Back in the hazy days of the video game arcades it was always the colourful cabinets that drew me and for the most part the colourful games that took my last coin.
I think this is the key to much of the success in casual gaming.

When we make games we really need to consider the potential audience. What do they want to see to give our games a chance ?
With an increasing number of portal sites for HTML5 games and more games emerging from the community we need to ensure that our games stand out in the crowd.

I remember as a 14 year old reading Jeff Minter‘s view on the subject in the popular British magazine Computer and Video Games. In it he basically argued that gamers love colour. They respond to colour far more enthusiastically than they do any other form of presentation. You just have to look at some of Jeff’s games to see that he means what he says.

colourful screens

Comparing colour to black & white courtesy of www.html5games.com

Introducing colour in to your games doesn’t necessarily mean that you need to be a wizz with graphics. If your graphic skills are limited then just rethink how you wish to apply the style and objects to your game. By default it seems a programmer thinks in terms of black and white. if your graphic skills extend to using primitive shapes then draw them in yellow against a complimentary background – purple or dark blue, for example. Instead of dropping white shapes on to the screen spawn multiple coloured shapes. If your game involves explosions don’t just assume a yellow circle will suffice, figure out how to throw a few multi-coloured circles around.

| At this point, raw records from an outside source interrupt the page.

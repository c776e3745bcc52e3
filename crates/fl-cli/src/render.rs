//! Text-table rendering for resolver output, group lists, and mutation
//! reports.

use colored::Colorize;

use fl_core::{BatchStatus, DisplayRow, GroupInfo, GroupMembership, MutationReport};

/// Lays out rows under headers with space-padded columns. Pure so the
/// layout is testable; callers print the result. Widths are measured in
/// chars, not bytes, so accented names stay aligned.
pub fn format_table(headers: &[&str], rows: &[Vec<String>]) -> String {
    let mut widths: Vec<usize> = headers.iter().map(|h| h.chars().count()).collect();
    for row in rows {
        for (idx, cell) in row.iter().enumerate() {
            if idx < widths.len() {
                widths[idx] = widths[idx].max(cell.chars().count());
            }
        }
    }

    let mut out = String::new();
    let render_line = |cells: Vec<&str>| -> String {
        cells
            .iter()
            .enumerate()
            .map(|(idx, cell)| format!("{:<width$}", cell, width = widths[idx]))
            .collect::<Vec<_>>()
            .join("  ")
            .trim_end()
            .to_string()
    };
    out.push_str(&render_line(headers.to_vec()));
    out.push('\n');
    out.push_str(&widths.iter().map(|w| "─".repeat(*w)).collect::<Vec<_>>().join("──"));
    out.push('\n');
    for row in rows {
        out.push_str(&render_line(row.iter().map(String::as_str).collect()));
        out.push('\n');
    }
    out
}

fn opt(value: &Option<String>) -> String {
    value.clone().unwrap_or_else(|| "-".to_string())
}

/// Prints the flattened assignment rows for one domain.
pub fn print_assignment_rows(rows: &[DisplayRow]) {
    if rows.is_empty() {
        println!("No assignments found");
        return;
    }
    let table_rows: Vec<Vec<String>> = rows
        .iter()
        .map(|row| {
            vec![
                row.subject_name.clone(),
                row.group_name.clone(),
                row.membership_kind
                    .map(|k| k.to_string())
                    .unwrap_or_else(|| "-".to_string()),
                row.audience
                    .map(|a| a.to_string())
                    .unwrap_or_else(|| "-".to_string()),
                opt(&row.intent),
                opt(&row.detail),
            ]
        })
        .collect();
    print!(
        "{}",
        format_table(
            &["Name", "Group", "Membership", "Audience", "Intent", "Detail"],
            &table_rows,
        )
    );
    for row in rows {
        if let Some(error) = &row.error {
            println!("  {} {}: {}", "!".red(), row.subject_name, error);
        }
    }
}

/// Prints an aggregated membership map, dynamic groups flagged.
pub fn print_membership(groups: &[&GroupMembership]) {
    if groups.is_empty() {
        println!("No group memberships found");
        return;
    }
    let rows: Vec<Vec<String>> = groups
        .iter()
        .map(|g| {
            vec![
                g.display_name.clone(),
                g.group_id.clone(),
                if g.is_dynamic { "dynamic" } else { "assigned" }.to_string(),
            ]
        })
        .collect();
    print!("{}", format_table(&["Group", "Id", "Membership"], &rows));
}

/// Prints group-search results, numbered for selection.
pub fn print_search_results(results: &[GroupInfo]) {
    if results.is_empty() {
        println!("No groups matched");
        return;
    }
    for (idx, group) in results.iter().enumerate() {
        let marker = if group.is_dynamic {
            " (dynamic, not selectable)".yellow().to_string()
        } else {
            String::new()
        };
        println!("  {}. {} [{}]{}", idx + 1, group.display_name.cyan(), group.id, marker);
    }
}

/// Prints a batch mutation report with per-group outcomes.
pub fn print_mutation_report(report: &MutationReport) {
    for outcome in &report.outcomes {
        match &outcome.error {
            None => println!("  {} {}", "ok".green(), outcome.group_name),
            Some(error) => println!("  {} {}: {}", "failed".red(), outcome.group_name, error),
        }
    }
    let status = match report.status {
        BatchStatus::AllSucceeded => "all succeeded".green(),
        BatchStatus::PartialFailure => "partial failure".yellow(),
        BatchStatus::AllFailed => "all failed".red(),
    };
    println!();
    println!("{}: {} ({})", "Result".bold(), report.summary, status);
}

Colourful games are fun to watch. If in food we argue that we eat with our eyes before we eat with our mouths then I would suggest that in games we play with our eyes before we so much as commit to playing.
A game that involves a small white object against a sea of black might have worked when arcade capabilities were severely limited but they won’t kick the player in to taking on your game quite so much in 2011.

Finally, I’ve always believed that the best games are “screenshotable”. That is you can be at any point in the game and capturing the screen to the clipboard would give you something to share amongst your mates and be proud of. Better still it would give you something to hand over to a web site that says “this is an accurate representation of my game.”

( You can play the game Cirplosion here: www.html5games.com/2011/12/cirplosion-3/ )

Good use of screen composition and rich colours helps to paint a picture to the player. It helps him to conjur up a view of the game before he’s dropped his coin in to the slot. That’s the target in my opinion. We have to assume that our audience has just one coin in their pocket and you are basically answering the question “why should I spend my last coin on your game ?”

As designers we must think not just of the game and its challenges but of the player and his difficult decision on which game to commit to with his last coin.